# Input records
......

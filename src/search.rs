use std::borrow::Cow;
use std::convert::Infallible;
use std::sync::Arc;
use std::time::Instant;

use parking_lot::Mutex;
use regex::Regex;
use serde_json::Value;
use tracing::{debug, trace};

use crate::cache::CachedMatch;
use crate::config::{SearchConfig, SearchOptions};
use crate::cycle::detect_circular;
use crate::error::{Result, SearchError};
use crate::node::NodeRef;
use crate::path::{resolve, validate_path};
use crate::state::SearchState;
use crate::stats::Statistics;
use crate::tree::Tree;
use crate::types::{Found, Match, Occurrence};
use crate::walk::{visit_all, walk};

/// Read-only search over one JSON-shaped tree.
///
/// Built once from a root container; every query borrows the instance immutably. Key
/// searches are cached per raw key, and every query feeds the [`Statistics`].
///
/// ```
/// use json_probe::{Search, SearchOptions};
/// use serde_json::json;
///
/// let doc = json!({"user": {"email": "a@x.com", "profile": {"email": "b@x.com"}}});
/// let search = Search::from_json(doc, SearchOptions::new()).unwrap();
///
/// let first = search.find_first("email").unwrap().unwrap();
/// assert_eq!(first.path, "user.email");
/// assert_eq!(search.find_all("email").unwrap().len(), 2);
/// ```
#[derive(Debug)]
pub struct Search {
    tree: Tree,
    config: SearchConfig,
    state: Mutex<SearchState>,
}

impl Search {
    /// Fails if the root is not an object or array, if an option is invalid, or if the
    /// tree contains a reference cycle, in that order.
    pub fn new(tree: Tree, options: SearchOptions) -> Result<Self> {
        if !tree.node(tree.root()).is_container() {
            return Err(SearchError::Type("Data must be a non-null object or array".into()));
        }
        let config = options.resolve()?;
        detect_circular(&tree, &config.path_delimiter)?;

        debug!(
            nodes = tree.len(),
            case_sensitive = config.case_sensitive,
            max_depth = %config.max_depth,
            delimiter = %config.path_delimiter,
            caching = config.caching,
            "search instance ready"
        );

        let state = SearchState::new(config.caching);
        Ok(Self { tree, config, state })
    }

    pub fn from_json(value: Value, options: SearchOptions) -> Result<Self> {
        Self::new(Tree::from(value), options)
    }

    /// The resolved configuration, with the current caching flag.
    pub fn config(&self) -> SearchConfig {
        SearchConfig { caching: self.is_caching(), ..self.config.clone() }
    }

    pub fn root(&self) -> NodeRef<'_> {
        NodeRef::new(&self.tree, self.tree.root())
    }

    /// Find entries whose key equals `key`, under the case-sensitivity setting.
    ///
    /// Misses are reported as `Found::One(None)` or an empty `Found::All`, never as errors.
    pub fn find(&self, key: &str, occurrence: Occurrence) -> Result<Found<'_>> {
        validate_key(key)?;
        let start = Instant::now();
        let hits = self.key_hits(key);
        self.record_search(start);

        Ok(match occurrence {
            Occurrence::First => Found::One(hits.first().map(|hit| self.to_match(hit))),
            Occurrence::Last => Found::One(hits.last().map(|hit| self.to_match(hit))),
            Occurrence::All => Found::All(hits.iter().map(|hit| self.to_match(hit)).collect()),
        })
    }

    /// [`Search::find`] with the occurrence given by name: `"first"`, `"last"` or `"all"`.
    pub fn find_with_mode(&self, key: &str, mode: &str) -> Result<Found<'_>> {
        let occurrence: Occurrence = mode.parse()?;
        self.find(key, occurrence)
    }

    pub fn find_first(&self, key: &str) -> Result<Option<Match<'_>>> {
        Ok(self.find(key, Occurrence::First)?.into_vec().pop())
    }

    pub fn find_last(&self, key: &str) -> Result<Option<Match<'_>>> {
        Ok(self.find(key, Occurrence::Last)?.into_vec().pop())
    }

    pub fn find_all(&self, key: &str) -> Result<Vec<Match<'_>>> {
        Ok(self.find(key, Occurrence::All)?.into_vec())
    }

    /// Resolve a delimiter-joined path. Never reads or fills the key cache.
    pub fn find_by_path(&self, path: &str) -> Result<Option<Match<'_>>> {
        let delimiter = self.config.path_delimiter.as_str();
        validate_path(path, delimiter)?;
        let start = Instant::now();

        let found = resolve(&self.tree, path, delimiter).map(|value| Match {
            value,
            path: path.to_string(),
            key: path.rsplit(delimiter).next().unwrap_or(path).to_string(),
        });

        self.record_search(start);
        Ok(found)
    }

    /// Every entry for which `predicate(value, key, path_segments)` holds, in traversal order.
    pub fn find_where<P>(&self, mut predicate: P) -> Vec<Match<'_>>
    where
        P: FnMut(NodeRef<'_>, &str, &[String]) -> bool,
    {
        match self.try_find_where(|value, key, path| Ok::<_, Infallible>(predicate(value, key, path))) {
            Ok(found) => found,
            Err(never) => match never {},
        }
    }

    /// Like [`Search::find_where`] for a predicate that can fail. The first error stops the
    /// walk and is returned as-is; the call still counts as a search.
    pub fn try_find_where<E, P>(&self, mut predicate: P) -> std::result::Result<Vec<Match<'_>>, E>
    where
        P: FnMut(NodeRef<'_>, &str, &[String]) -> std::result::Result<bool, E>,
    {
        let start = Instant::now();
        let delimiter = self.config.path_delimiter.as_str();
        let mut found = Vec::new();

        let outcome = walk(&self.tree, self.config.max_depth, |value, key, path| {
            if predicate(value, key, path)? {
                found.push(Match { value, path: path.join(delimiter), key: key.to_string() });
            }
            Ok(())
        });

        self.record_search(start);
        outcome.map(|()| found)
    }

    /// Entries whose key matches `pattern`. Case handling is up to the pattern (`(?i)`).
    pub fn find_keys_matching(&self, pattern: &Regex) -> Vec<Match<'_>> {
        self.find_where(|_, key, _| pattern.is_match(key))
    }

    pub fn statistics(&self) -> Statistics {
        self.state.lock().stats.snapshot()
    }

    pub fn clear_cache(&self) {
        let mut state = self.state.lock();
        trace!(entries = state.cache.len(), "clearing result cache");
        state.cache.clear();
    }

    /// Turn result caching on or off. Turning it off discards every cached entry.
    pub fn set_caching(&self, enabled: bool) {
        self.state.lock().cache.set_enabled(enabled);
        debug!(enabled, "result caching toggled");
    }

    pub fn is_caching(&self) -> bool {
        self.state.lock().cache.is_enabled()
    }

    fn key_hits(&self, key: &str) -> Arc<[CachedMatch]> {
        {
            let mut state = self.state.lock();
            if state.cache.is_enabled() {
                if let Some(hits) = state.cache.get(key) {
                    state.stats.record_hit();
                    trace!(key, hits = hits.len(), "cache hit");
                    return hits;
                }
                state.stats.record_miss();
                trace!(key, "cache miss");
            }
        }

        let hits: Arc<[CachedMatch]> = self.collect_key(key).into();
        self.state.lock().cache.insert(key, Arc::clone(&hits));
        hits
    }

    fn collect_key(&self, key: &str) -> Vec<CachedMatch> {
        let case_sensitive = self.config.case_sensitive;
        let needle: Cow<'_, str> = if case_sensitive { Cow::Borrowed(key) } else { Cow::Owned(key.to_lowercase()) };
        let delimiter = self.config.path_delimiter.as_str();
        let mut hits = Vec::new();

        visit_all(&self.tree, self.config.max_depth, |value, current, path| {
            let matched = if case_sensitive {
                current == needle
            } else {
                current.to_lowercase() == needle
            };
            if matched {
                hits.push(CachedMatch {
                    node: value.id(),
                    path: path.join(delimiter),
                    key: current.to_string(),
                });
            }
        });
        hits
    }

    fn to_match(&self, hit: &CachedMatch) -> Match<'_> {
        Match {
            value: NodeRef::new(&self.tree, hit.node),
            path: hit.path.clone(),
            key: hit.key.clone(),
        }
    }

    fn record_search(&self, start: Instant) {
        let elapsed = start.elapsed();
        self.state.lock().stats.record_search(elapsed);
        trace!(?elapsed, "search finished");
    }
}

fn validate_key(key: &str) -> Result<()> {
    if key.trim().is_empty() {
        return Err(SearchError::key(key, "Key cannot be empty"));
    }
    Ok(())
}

......

# Exercise requirements
The lines to return begin at the first line of the records and end at the line holding "use crate::node::NodeRef;"; please return them exactly, including both, and nothing beyond.

# Your solution
filename src/search.rs
use std::borrow::Cow;
use std::convert::Infallible;
use std::sync::Arc;
use std::time::Instant;

use parking_lot::Mutex;
use regex::Regex;
use serde_json::Value;
use tracing::{debug, trace};

use crate::cache::CachedMatch;
use crate::config::{SearchConfig, SearchOptions};
use crate::cycle::detect_circular;
use crate::error::{Result, SearchError};
use crate::node::NodeRef;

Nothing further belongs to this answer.